Utah’s 28-point lead is cut to four before they fend off the Detroit Pistons 117-105 to get back in the win column.

(Rick Egan | The Salt Lake Tribune)Utah Jazz guard Donovan Mitchell (45) takes the ball inside, as Detroit Pistons center Mason Plumlee (24) defends, in NBA action between the Utah Jazz and the Detroit Pistons at Vivint Arena, on Tuesday, Feb. 2, 2021.

It was a blowout that became a nail-biter, a beautiful display of passing and transition that devolved into isolation play and stagnant, fruitless 1-on-1 attacks.

It was a surefire big win that turned into … well, still a win.

And so while the Utah Jazz know there’s plenty to clean up from Tuesday night’s unexpectedly close 117-105 victory over the Detroit Pistons at Vivint Arena, they also weren’t a somber, apologetic bunch afterward either.

Following Sunday’s blowout loss in Denver, they weren’t going to feel bad about winning Tuesday, whether the end result was pretty or not. In fact, they even managed to find a silver lining to it all.

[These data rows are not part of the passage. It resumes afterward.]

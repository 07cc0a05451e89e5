//! Symbolic values tracked during emulation.
//!
//! A [`SymValue`] is a small expression tree over registers, the entry
//! stack pointer, fixed addresses and memory dereferences. Values are
//! immutable: every operation returns a new value. Comparisons are purely
//! syntactic, so two different expressions for the same location are
//! distinct unless [`SymValue::add`] folds them into the same shape.

use std::fmt;

/// A register or memory expression.
#[derive(Debug, Clone, PartialEq, Eq, Hash)]
pub enum SymValue {
    /// The constant zero / NULL.
    Zero,
    /// Any other known constant.
    Imm(i64),
    /// The value a register held when emulation started.
    Reg(String),
    /// `sp + offset`, relative to the stack pointer at emulation start.
    Stack { sp: String, offset: i64 },
    /// An address baked into the binary (RIP- or GOT-relative).
    Global(u64),
    /// Memory load from the inner address.
    Deref(Box<SymValue>),
    /// `base + offset` for bases that do not fold (registers, loads).
    Offset(Box<SymValue>, i64),
    /// Opaque expression kept only for rendering (e.g. a call target).
    Unknown(String),
}

impl SymValue {
    pub fn reg(name: &str) -> Self {
        SymValue::Reg(name.to_string())
    }

    pub fn stack(sp: &str, offset: i64) -> Self {
        SymValue::Stack { sp: sp.to_string(), offset }
    }

    /// A constant; zero is normalized to [`SymValue::Zero`].
    pub fn imm(value: i64) -> Self {
        if value == 0 {
            SymValue::Zero
        } else {
            SymValue::Imm(value)
        }
    }

    /// `self + k`, folding into stack, global and constant values.
    pub fn add(&self, k: i64) -> Self {
        if k == 0 {
            return self.clone();
        }
        match self {
            SymValue::Zero => SymValue::Imm(k),
            SymValue::Imm(v) => SymValue::imm(v.wrapping_add(k)),
            SymValue::Stack { sp, offset } => SymValue::Stack {
                sp: sp.clone(),
                offset: offset.wrapping_add(k),
            },
            SymValue::Global(addr) => SymValue::Global(addr.wrapping_add(k as u64)),
            SymValue::Offset(base, off) => {
                let total = off.wrapping_add(k);
                if total == 0 {
                    (**base).clone()
                } else {
                    SymValue::Offset(base.clone(), total)
                }
            }
            other => SymValue::Offset(Box::new(other.clone()), k),
        }
    }

    /// The value loaded from the address `self`.
    pub fn deref(&self) -> Self {
        SymValue::Deref(Box::new(self.clone()))
    }

    pub fn is_zero(&self) -> bool {
        matches!(self, SymValue::Zero)
    }

    /// Offset of an un-dereferenced stack address.
    pub fn stack_offset(&self) -> Option<i64> {
        match self {
            SymValue::Stack { offset, .. } => Some(*offset),
            _ => None,
        }
    }

    pub fn global_addr(&self) -> Option<u64> {
        match self {
            SymValue::Global(addr) => Some(*addr),
            _ => None,
        }
    }

    /// Strip outer dereferences, returning the innermost operand and
    /// how many loads were peeled off.
    pub fn strip_derefs(&self) -> (&SymValue, u32) {
        let mut cur = self;
        let mut depth = 0;
        while let SymValue::Deref(inner) = cur {
            cur = inner;
            depth += 1;
        }
        (cur, depth)
    }

    /// Whether this expression depends on a fixed address in the binary.
    pub fn is_global_relative(&self) -> bool {
        match self {
            SymValue::Global(_) => true,
            SymValue::Deref(inner) | SymValue::Offset(inner, _) => inner.is_global_relative(),
            _ => false,
        }
    }
}

/// Render a signed displacement as `+0x10` / `-0x28`.
pub(crate) fn fmt_disp(f: &mut fmt::Formatter<'_>, k: i64) -> fmt::Result {
    if k < 0 {
        write!(f, "-{:#x}", k.unsigned_abs())
    } else {
        write!(f, "+{:#x}", k)
    }
}

impl fmt::Display for SymValue {
    fn fmt(&self, f: &mut fmt::Formatter<'_>) -> fmt::Result {
        match self {
            SymValue::Zero => write!(f, "0"),
            SymValue::Imm(v) if *v < 0 => write!(f, "-{:#x}", v.unsigned_abs()),
            SymValue::Imm(v) => write!(f, "{:#x}", v),
            SymValue::Reg(name) => write!(f, "{}", name),
            SymValue::Stack { sp, offset } => {
                write!(f, "{}", sp)?;
                if *offset != 0 {
                    fmt_disp(f, *offset)?;
                }
                Ok(())
            }
            SymValue::Global(addr) => write!(f, "{:#x}", addr),
            SymValue::Deref(inner) => write!(f, "[{}]", inner),
            SymValue::Offset(base, k) => {
                write!(f, "{}", base)?;
                fmt_disp(f, *k)
            }
            SymValue::Unknown(text) => write!(f, "{}", text),
        }
    }
}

“It shows a little bit of growth. We’ve had games where we’ve been up on teams in the past and have led the lead slip, and then for whatever reason, in the last minute and a half, we don’t execute or do things defensively to win the game,” said Mike Conley, who finished with 20 points, five assists and four rebounds. “And tonight, it showed our resiliency.”

After seeing a 28-point advantage sliced all the way to four with just two minutes to play, there was definitely some resiliency needed.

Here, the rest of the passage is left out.